Afrique du Sud, histoires d’eau

ÉDITO JUIN 2010 Par delà les rituels sportifs, une Coupe du (...)

ÉDITO JUIN 2010

Par delà les rituels sportifs, une Coupe du monde de football ou des Jeux Olympiques, rendez-vous planétaires s’il en est, offrent autant d’opportunités de porter un autre regard sur les réalités souvent mal connues de leurs hôtes. L’Afrique du Sud ne fait pas exception. D’où ce bref rappel, sans nul autre prétexte, de quelques données et problématiques liées dans ce pays aux conditions d’accès de ses habitants à l’eau potable.

Quand, il y a seize ans, le vote des Sud-Africains porta Mandela au pouvoir et mit fin au régime d’apartheid, l’un des grands espoirs des populations noires reposait sur la fin des inégalités et sur la possibilité d’accéder enfin à un certain nombre de services publics dont ils avaient été trop longtemps tenus à l’écart. À commencer par l’approvisionnement en eau potable qui, jusque-là, constituait l’un des symboles de la discrimination raciale. Au début des années 1990, plus d’un quart des 40 millions d’habitants étaient privés de tout accès décent à des réseaux d’eau.

La nouvelle Constitution sud-africaine, adoptée en 1996, inscrira en toutes lettres que "chacun a le droit d’avoir accès à de l’eau en quantité suffisante" (l’Afrique du Sud est d’ailleurs l’un des rares pays au monde à avoir inscrit ce droit dans sa charte fondamentale). L’année suivante, cette disposition constitutionnelle se traduira dans la législation par un droit d’accès "aux services de base d’approvisionnement d’eau et d’assainissement".

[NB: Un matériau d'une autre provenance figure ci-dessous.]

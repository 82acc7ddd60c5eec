use clap::{CommandFactory, Parser, Subcommand};
use crossterm::event::{KeyEvent, KeyEventKind};
use petal_core::config::{Config, VisionSection};
use petal_core::defaults::{load_defaults, load_embedded_defaults};
use petal_core::speech::{CommandSpeech, SpeechWorker};
use petal_core::vision::{
    classifier_from_config, Classifier, Frame, FrameSource, ImageFolderSource, VisionError,
};
use petal_core::wiki::{article_title, article_url, open_in_browser, parse_summary};
use petal_store::{CareGuideStore, StoreError, NO_INFO};
use reqwest::blocking::Client;
use std::fs::OpenOptions;
use std::io::{BufReader, Write};
use std::path::{Path, PathBuf};
use std::sync::Mutex;
use std::time::{Duration, Instant};
use tracing::debug;
use tracing_subscriber::EnvFilter;

mod session;
mod tui;

use session::{recognize, FrameGate, Recognition};

#[derive(Debug, Parser)]
#[command(
    name = "petal",
    version,
    about = "Recognize flowers and keep a local care guide"
)]
struct Cli {
    #[arg(
        long = "db",
        value_name = "PATH",
        global = true,
        help = "Care guide database (defaults to PETAL_DB or config)"
    )]
    db: Option<PathBuf>,
    #[arg(
        short = 'v',
        long = "verbose",
        global = true,
        help = "Increase verbosity",
        conflicts_with = "quiet"
    )]
    verbose: bool,
    #[arg(
        short = 'q',
        long = "quiet",
        global = true,
        help = "Suppress non-error output"
    )]
    quiet: bool,
    #[command(subcommand)]
    command: Option<Command>,
}

#[derive(Debug, Subcommand)]
enum Command {
    #[command(about = "Launch TUI")]
    Tui {
        #[arg(
            long,
            value_name = "PATH",
            help = "Still image or folder of images to recognize (video files are not supported)"
        )]
        source: Option<PathBuf>,
    },
    #[command(about = "Create the care guide and seed built-in flowers")]
    Init,
    #[command(about = "Show care tips for a flower")]
    Lookup { name: String },
    #[command(about = "Add or replace care tips for a flower")]
    Add {
        name: String,
        #[arg(help = "Care tips, joined with spaces")]
        care: Vec<String>,
    },
    #[command(about = "Search flower names")]
    Search { query: String },
    #[command(about = "List every flower in the care guide")]
    List,
    #[command(about = "List built-in flowers")]
    Defaults,
    #[command(about = "Classify an image and show care tips")]
    Detect { image: PathBuf },
    #[command(about = "Read care tips for a flower aloud")]
    Speak { name: String },
    #[command(about = "Show the Wikipedia page for a flower")]
    Wiki {
        name: String,
        #[arg(long, help = "Open the page in a browser")]
        open: bool,
        #[arg(long, help = "Fetch and print the page summary")]
        summary: bool,
    },
    #[command(about = "Write the care guide as json")]
    Export {
        #[arg(short = 'o', long = "output", value_name = "PATH")]
        output: Option<PathBuf>,
    },
    #[command(about = "Add or replace flowers from a json export")]
    Import { file: PathBuf },
    #[command(about = "Generate shell completions")]
    Completions { shell: clap_complete::Shell },
}

#[derive(Debug, thiserror::Error)]
enum CliError {
    #[error("missing home directory in environment")]
    MissingHome,
    #[error("config error: {0}")]
    Config(#[from] petal_core::config::ConfigError),
    #[error("care guide defaults error: {0}")]
    Defaults(#[from] petal_core::defaults::DefaultsError),
    #[error("{0}")]
    Store(#[from] StoreError),
    #[error("{0}")]
    Vision(#[from] VisionError),
    #[error("{0}")]
    Session(#[from] session::SessionError),
    #[error("speech error: {0}")]
    Speech(#[from] petal_core::speech::SpeechError),
    #[error("wikipedia error: {0}")]
    Wiki(#[from] petal_core::wiki::WikiError),
    #[error("http error: {0}")]
    Http(#[from] reqwest::Error),
    #[error("wikipedia request failed ({0}): {1}")]
    WikiStatus(reqwest::StatusCode, String),
    #[error("failed to create directory {0}: {1}")]
    CreateDir(PathBuf, std::io::Error),
    #[error("failed to open log file: {0}")]
    LogFile(std::io::Error),
    #[error("failed to read {0}: {1}")]
    ReadFile(PathBuf, std::io::Error),
    #[error("failed to write {0}: {1}")]
    WriteFile(PathBuf, std::io::Error),
    #[error("terminal error: {0}")]
    Terminal(std::io::Error),
}

#[derive(Debug, Clone, Copy)]
struct Output {
    quiet: bool,
    verbose: bool,
}

impl Output {
    fn info(&self, message: impl AsRef<str>) {
        if !self.quiet {
            println!("{}", message.as_ref());
        }
    }

    fn status(&self, message: impl AsRef<str>) {
        if !self.quiet {
            eprintln!("{}", message.as_ref());
        }
    }

    fn warn(&self, message: impl AsRef<str>) {
        if !self.quiet {
            eprintln!("{}", message.as_ref());
        }
    }

    fn verbose(&self, message: impl AsRef<str>) {
        if self.verbose && !self.quiet {
            eprintln!("{}", message.as_ref());
        }
    }
}

fn main() {
    if let Err(err) = run() {
        eprintln!("error: {}", err);
        std::process::exit(1);
    }
}

fn run() -> Result<(), CliError> {
    let cli = Cli::parse();
    let command = cli.command.unwrap_or(Command::Tui { source: None });
    let output = Output {
        quiet: cli.quiet,
        verbose: cli.verbose,
    };

    let log_file = match command {
        Command::Tui { .. } => Some(log_path()?),
        _ => None,
    };
    init_logging(cli.verbose, log_file)?;
    let config = load_config_or_default()?;

    match command {
        Command::Completions { shell } => {
            clap_complete::generate(shell, &mut Cli::command(), "petal", &mut std::io::stdout());
            Ok(())
        }
        Command::Defaults => {
            for (index, name) in load_embedded_defaults()?.keys().enumerate() {
                output.info(format!("{:>2}. {}", index + 1, name));
            }
            Ok(())
        }
        Command::Wiki {
            name,
            open,
            summary,
        } => run_wiki(&output, &config, &name, open, summary),
        command => {
            let db_path = resolve_db_path(cli.db, &config)?;
            let mut store = open_care_guide(&output, &config, &db_path)?;
            let result = run_with_store(command, &output, &config, &db_path, &mut store);
            let closed = store.close();
            result?;
            closed?;
            Ok(())
        }
    }
}

fn run_with_store(
    command: Command,
    output: &Output,
    config: &Config,
    db_path: &Path,
    store: &mut CareGuideStore,
) -> Result<(), CliError> {
    match command {
        Command::Tui { source } => run_tui(output, config, source, store),
        Command::Init => {
            output.info(format!(
                "care guide ready at {} ({} flowers)",
                db_path.display(),
                store.count()?
            ));
            Ok(())
        }
        Command::Lookup { name } => {
            let care = store.lookup(&name)?;
            output.info(care.as_deref().unwrap_or(NO_INFO));
            Ok(())
        }
        Command::Add { name, care } => {
            let care = care.join(" ");
            store.upsert(&name, &care)?;
            output.info(format!("{} added to care guide.", name.trim()));
            Ok(())
        }
        Command::Search { query } => {
            for name in store.search(&query)? {
                output.info(name);
            }
            Ok(())
        }
        Command::List => {
            for entry in store.list()? {
                output.info(format!("{}: {}", entry.name, entry.care));
            }
            Ok(())
        }
        Command::Detect { image } => {
            let vision = resolved_vision(config)?;
            let classifier = classifier_from_config(&vision)?.ok_or(VisionError::Unconfigured)?;
            let frame = Frame::open(&image)?;
            let recognition = recognize(
                classifier.as_ref(),
                store,
                config.vision.blur_threshold,
                &frame,
            )?;
            output.info(recognition.detected_line());
            output.info(recognition.care_line());
            if let Some(quality) = recognition.quality_line() {
                output.info(quality);
            }
            Ok(())
        }
        Command::Speak { name } => {
            let recognition = Recognition::manual(store, &name)?;
            output.verbose(recognition.readout());
            let worker = SpeechWorker::spawn(CommandSpeech::from_config(&config.speech))?;
            worker.speak(recognition.readout());
            worker.finish();
            Ok(())
        }
        Command::Export { output: path } => {
            match path {
                Some(path) => {
                    let file = std::fs::File::create(&path)
                        .map_err(|err| CliError::WriteFile(path.clone(), err))?;
                    store.export_json(file)?;
                    output.status(format!("exported {} flowers to {}", store.count()?, path.display()));
                }
                None => {
                    let stdout = std::io::stdout();
                    let mut handle = stdout.lock();
                    store.export_json(&mut handle)?;
                    writeln!(handle).map_err(|err| CliError::WriteFile("stdout".into(), err))?;
                }
            }
            Ok(())
        }
        Command::Import { file } => {
            let reader = std::fs::File::open(&file)
                .map_err(|err| CliError::ReadFile(file.clone(), err))?;
            let imported = store.import_json(BufReader::new(reader))?;
            output.info(format!("imported {} flowers", imported));
            Ok(())
        }
        Command::Completions { .. } | Command::Defaults | Command::Wiki { .. } => Ok(()),
    }
}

Dans une étude publiée en 2006, David Blanchon, de l’Université de Bordeaux (*) résume l’esprit de cette loi qui tient en un slogan et trois principes : "un peu, pour tous, pour toujours" (some, for all, for ever). Un peu : les Sud-Africains doivent se faire à l’idée que les ressources nationales en eau sont relativement faibles et que cela les oblige à une gestion raisonnable et économe. Pour tous : l’État a l’obligation de veiller prioritairement à ce que toute la population puisse bénéficier d’une quantité d’eau suffisante à sa subsistance. Pour toujours : les exigences d’un développement durable appellent une protection accrue des hydrosystèmes qui doivent bénéficier de débits minimaux prioritaires sur tous les autres usages.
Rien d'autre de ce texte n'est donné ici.